But look at some of these URLs that he owns. He owns utility warehouse. com. Tower plants online. com. He bought these things years ago at the start of the internet.

John Wilson: Oh my God. I love this.

Jack Carr: So I'm going to click on the power plants online.

John Wilson: So how many of these does he sell? Oh my God. He's on Twitter.

Jack Carr: I know. I just saw it. He sells a bunch of stuff, right? His name is Milt. He's gotten into mining and selling, four megawatt mining crypto facilities. Like he has branched out. He sells wind hydro plants, coal waste plants, heavy equipment steam turbine generators, like just really big equipment that you can't, like, where do you move transmission lines?

If you own a transmission line and you're trying to sell it, who do you sell it to?

John Wilson: What is a transmission line? I don't even know what that is.

Jack Carr: Like a power line, like those giant power lines that move, huge amounts of electricity across the country. He's created a place for people to come And facilitate that and he takes a portion of that.

But anyway so here's the wind and hydro plants. Look at these he's got listings that have sold back from 2010 on here. I love it. I absolutely love it. But the one that I was referring to is this one.

John Wilson: So all he's doing, he's taking this, I mean, honestly, maybe that's the business to deep dive into. So he's like this random dude has built essentially a brokerage of some of the most unique assets in the U S that's how I'm hearing this

Jack Carr: highly specific. Yes.

John Wilson: Like what is demand? So he's thinking he's going to get 7 million for this plant that drives 300 grand of revenue.

Is that realistic? Is that what the demand looks like?

Jack Carr: I think that , there's definitely demand it's lower than you would expect. I know that I looked back a few years ago and there were certain companies kind of buying these and conglomerating them. I don't think they're going for these really small ones.

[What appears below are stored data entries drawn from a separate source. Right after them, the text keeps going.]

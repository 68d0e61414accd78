//! State impact analyzer: blends two operating states by time share.

use serde::{Deserialize, Serialize};

use crate::catalog::{ContentCatalog, OperatingState};
use crate::model::TypeId;
use crate::narrative::{NarrativeSource, PlaceholderNarratives};

/// Share above which one state is described as dominant.
const DOMINANT_SHARE: u32 = 70;

/// How the user's time splits between the two chosen states.
#[derive(Debug, Clone, Copy, PartialEq, Eq, Hash, Serialize, Deserialize)]
#[serde(rename_all = "camelCase")]
pub struct StateDistribution {
    pub primary_percentage: u32,
    pub secondary_percentage: u32,
}

impl StateDistribution {
    pub fn new(primary_percentage: u32, secondary_percentage: u32) -> Self {
        Self {
            primary_percentage,
            secondary_percentage,
        }
    }

    /// True when the two shares add up to exactly 100.
    pub fn is_complete(&self) -> bool {
        self.primary_percentage.checked_add(self.secondary_percentage) == Some(100)
    }
}

/// Result of state impact analysis.
#[derive(Debug, Clone, PartialEq, Serialize, Deserialize)]
#[serde(rename_all = "camelCase")]
pub struct StateAnalysis {
    pub primary_state: String,
    pub secondary_state: String,
    pub distribution: StateDistribution,
    pub blended_description: String,
    /// Time-weighted activation, 0–100.
    pub overall_activation: u8,
    pub insights: Vec<String>,
    pub recommendations: Vec<String>,
}

/// Analyze with the built-in catalog and placeholder narratives.
pub fn analyze_state_impact(
    indices: [usize; 2],
    distribution: StateDistribution,
    primary: Option<TypeId>,
) -> Option<StateAnalysis> {
    analyze_state_impact_with(
        ContentCatalog::builtin(),
        &PlaceholderNarratives,
        indices,
        distribution,
        primary,
    )
}

/// Blend the two chosen catalog states.
///
/// `None` when the indices repeat or fall outside the catalog, or when the
/// distribution does not total 100.  A known `primary` only adds the
/// type-specific lines and description overrides.
pub fn analyze_state_impact_with(
    catalog: &ContentCatalog,
    narratives: &dyn NarrativeSource,
    indices: [usize; 2],
    distribution: StateDistribution,
    primary: Option<TypeId>,
) -> Option<StateAnalysis> {
    let [first, second] = indices;
    if first == second || !distribution.is_complete() {
        return None;
    }
    let primary_state = catalog.state(first)?;
    let secondary_state = catalog.state(second)?;

    let overall = overall_activation(primary_state, secondary_state, &distribution);
    let blended_description =
        blended_description(primary_state, secondary_state, &distribution, primary);

    let mut insights = vec![
        format!("Your overall activation level is {}%.", overall),
        activation_band(overall).to_string(),
        format!(
            "You spend approximately {}% of your time in the {} state.",
            distribution.primary_percentage, primary_state.name
        ),
        format!(
            "You spend approximately {}% of your time in the {} state.",
            distribution.secondary_percentage, secondary_state.name
        ),
        activation_gap(primary_state, secondary_state).to_string(),
    ];
    insights.extend(primary.and_then(|t| narratives.state_insight(t)));

    let mut recommendations: Vec<String> =
        recommendations_for(overall).iter().map(|s| s.to_string()).collect();
    recommendations.extend(primary.and_then(|t| narratives.state_recommendation(t)));

    log::debug!(
        "State blend {} {}% / {} {}% -> activation {}",
        primary_state.name,
        distribution.primary_percentage,
        secondary_state.name,
        distribution.secondary_percentage,
        overall
    );

    Some(StateAnalysis {
        primary_state: primary_state.name.clone(),
        secondary_state: secondary_state.name.clone(),
        distribution,
        blended_description,
        overall_activation: overall,
        insights,
        recommendations,
    })
}

fn overall_activation(
    primary: &OperatingState,
    secondary: &OperatingState,
    distribution: &StateDistribution,
) -> u8 {
    let primary_part =
        f64::from(primary.activation) * f64::from(distribution.primary_percentage) / 100.0;
    let secondary_part =
        f64::from(secondary.activation) * f64::from(distribution.secondary_percentage) / 100.0;
    let weighted = primary_part + secondary_part;
    // both activations are <= 100 and the shares total 100
    weighted.round().clamp(0.0, 100.0) as u8
}

fn blended_description(
    primary: &OperatingState,
    secondary: &OperatingState,
    distribution: &StateDistribution,
    ty: Option<TypeId>,
) -> String {
    let dominant = |lead: &OperatingState, other: &OperatingState| {
        format!(
            "{} This state is dominant, though sometimes influenced by tendencies towards: {}.",
            lead.description_for(ty),
            other.name
        )
    };
    if distribution.primary_percentage > DOMINANT_SHARE {
        dominant(primary, secondary)
    } else if distribution.secondary_percentage > DOMINANT_SHARE {
        dominant(secondary, primary)
    } else {
        format!(
            "You experience a blend of two prominent states: {} ({}%) and {} ({}%). \
             Your functioning may fluctuate frequently between them.",
            primary.name,
            distribution.primary_percentage,
            secondary.name,
            distribution.secondary_percentage
        )
    }
}

fn activation_band(overall: u8) -> &'static str {
    if overall >= 70 {
        "This indicates a high level of functioning, with good access to your healthier capacities."
    } else if overall >= 50 {
        "This indicates a balanced but inconsistent level of functioning, with room to grow."
    } else {
        "This suggests you may be experiencing significant stress that limits access to your resources."
    }
}

fn activation_gap(primary: &OperatingState, secondary: &OperatingState) -> &'static str {
    let gap = primary.activation.abs_diff(secondary.activation);
    if gap > 40 {
        "There is a significant difference between your two most common states, which can feel like living in two different worlds."
    } else if gap > 20 {
        "Your two states are distinct but close enough that you experience noticeable shifts between them."
    } else {
        "Your two states are relatively close in activation, suggesting a consistent way of functioning."
    }
}

const LOW_ACTIVATION_RECOMMENDATIONS: &[&str] = &[
    "Prioritize rest and basic self-care before taking on new commitments.",
    "Notice the early signals that pull you toward your lower state and pause when they appear.",
    "Reach out to people you trust, or to a professional, for support.",
];

const MID_ACTIVATION_RECOMMENDATIONS: &[&str] = &[
    "Identify the situations that reliably lift you into your higher state and build more of them into your week.",
    "Use a brief daily check-in to catch drift between your states early.",
];

const HIGH_ACTIVATION_RECOMMENDATIONS: &[&str] = &[
    "Keep reinforcing the practices that sustain your current level of functioning.",
    "Use your stability to take on meaningful challenges and to support others.",
];

fn recommendations_for(overall: u8) -> &'static [&'static str] {
    if overall < 50 {
        LOW_ACTIVATION_RECOMMENDATIONS
    } else if overall < 75 {
        MID_ACTIVATION_RECOMMENDATIONS
    } else {
        HIGH_ACTIVATION_RECOMMENDATIONS
    }
}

They were going in Idaho for really six and eight and 10 megawatt ones. But when I was talking to him, he said that he was selling 27 million hydro plants. You can see that there's a few on here. There's half a million, 850, 000, and these were in 2012, one in 2014, located in Europe.

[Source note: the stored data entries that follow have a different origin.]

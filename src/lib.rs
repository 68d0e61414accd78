//! # Typology
//!
//! Deterministic scoring and classification for nine-type personality
//! profiles.
//!
//! Four assessment phases of forced-choice answers go in; a typed profile
//! comes out: primary type, wing, growth/stress arrows, a blended
//! operating-state analysis and an instinctual subtype stack, each with a
//! confidence score.  All classifiers are pure functions over a read-only
//! [`ContentCatalog`], so they can be called from any thread without locking.
//!
//! ```no_run
//! use typology::{Assessment, ProfileEngine, TokenDistribution};
//!
//! let engine = ProfileEngine::default();
//! let assessment = Assessment::new(vec![0, 2, 1, 2, 0, 1, 0, 1, 1])
//!     .with_blocks(vec![Some(4), Some(0), Some(1), Some(1)])
//!     .with_tokens(TokenDistribution::new(6, 1, 3));
//! let profile = engine.assess(&assessment).unwrap();
//! println!("{}", profile.primary_type());
//! ```

pub mod catalog;
pub mod classify;
pub mod model;
pub mod narrative;
pub mod profile;

pub use catalog::{CatalogError, ContentCatalog};
pub use classify::{
    analyze_state_impact, classify_arrows, classify_primary_type, classify_subtype_stack,
    classify_wing, ArrowCalculation, BlockSelections, ClassifyError, PersonalityTypeCalculation,
    StateAnalysis, StateDistribution, SubtypeStack, TokenDistribution, WingCalculation,
};
pub use model::{ArrowStrength, Instinct, StackType, TypeId, WingStrength};
pub use narrative::{NarrativeSource, PlaceholderNarratives, SilentNarratives};
pub use profile::{Assessment, PersonalityProfile, ProfileCache, ProfileEngine, StateInput};

/// Library version.
pub const VERSION: &str = env!("CARGO_PKG_VERSION");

It's not just the US that he's moving these things. but this is what they look like, right? This is without the 600 acres.

John Wilson: uh, If you're not watching this on video, it's obviously over a river, you need flowing water. This looks like a garage made out of brick with a couple barred windows and a door and like some fence.

So very simple building, maybe. I don't know, 800 square f even, maybe not even that, 400 square feet? This is a garage. This is a two car garage. That's made out of brick. Yep. That's fascinating. , as I'm looking at this and as I'm watching this, what I'm not understanding this sounds like a sweet gig.

I get it. This sounds like fun. Why can't you just build them?

Jack Carr: So I think at the end of the day, the problem becomes it is all the regulation, right? So with the regulatory and the EPA and everything, it is so difficult to get one versus to get, you have to buy the right property with water rights.

John Wilson: Hey, this episode is sponsored by service scalers. So service scalers is actually a brand that I've used personally with our companies for a little bit over a year now, uh, they've helped us manage our digital advertising. Frankly, they did a lot better than our last agency leads went through the roof and cost per click went way down.

Check out service scalers. If you're a plumbing HVAC or electrical home service company, that's what they knock out of the park and they did a great job for me.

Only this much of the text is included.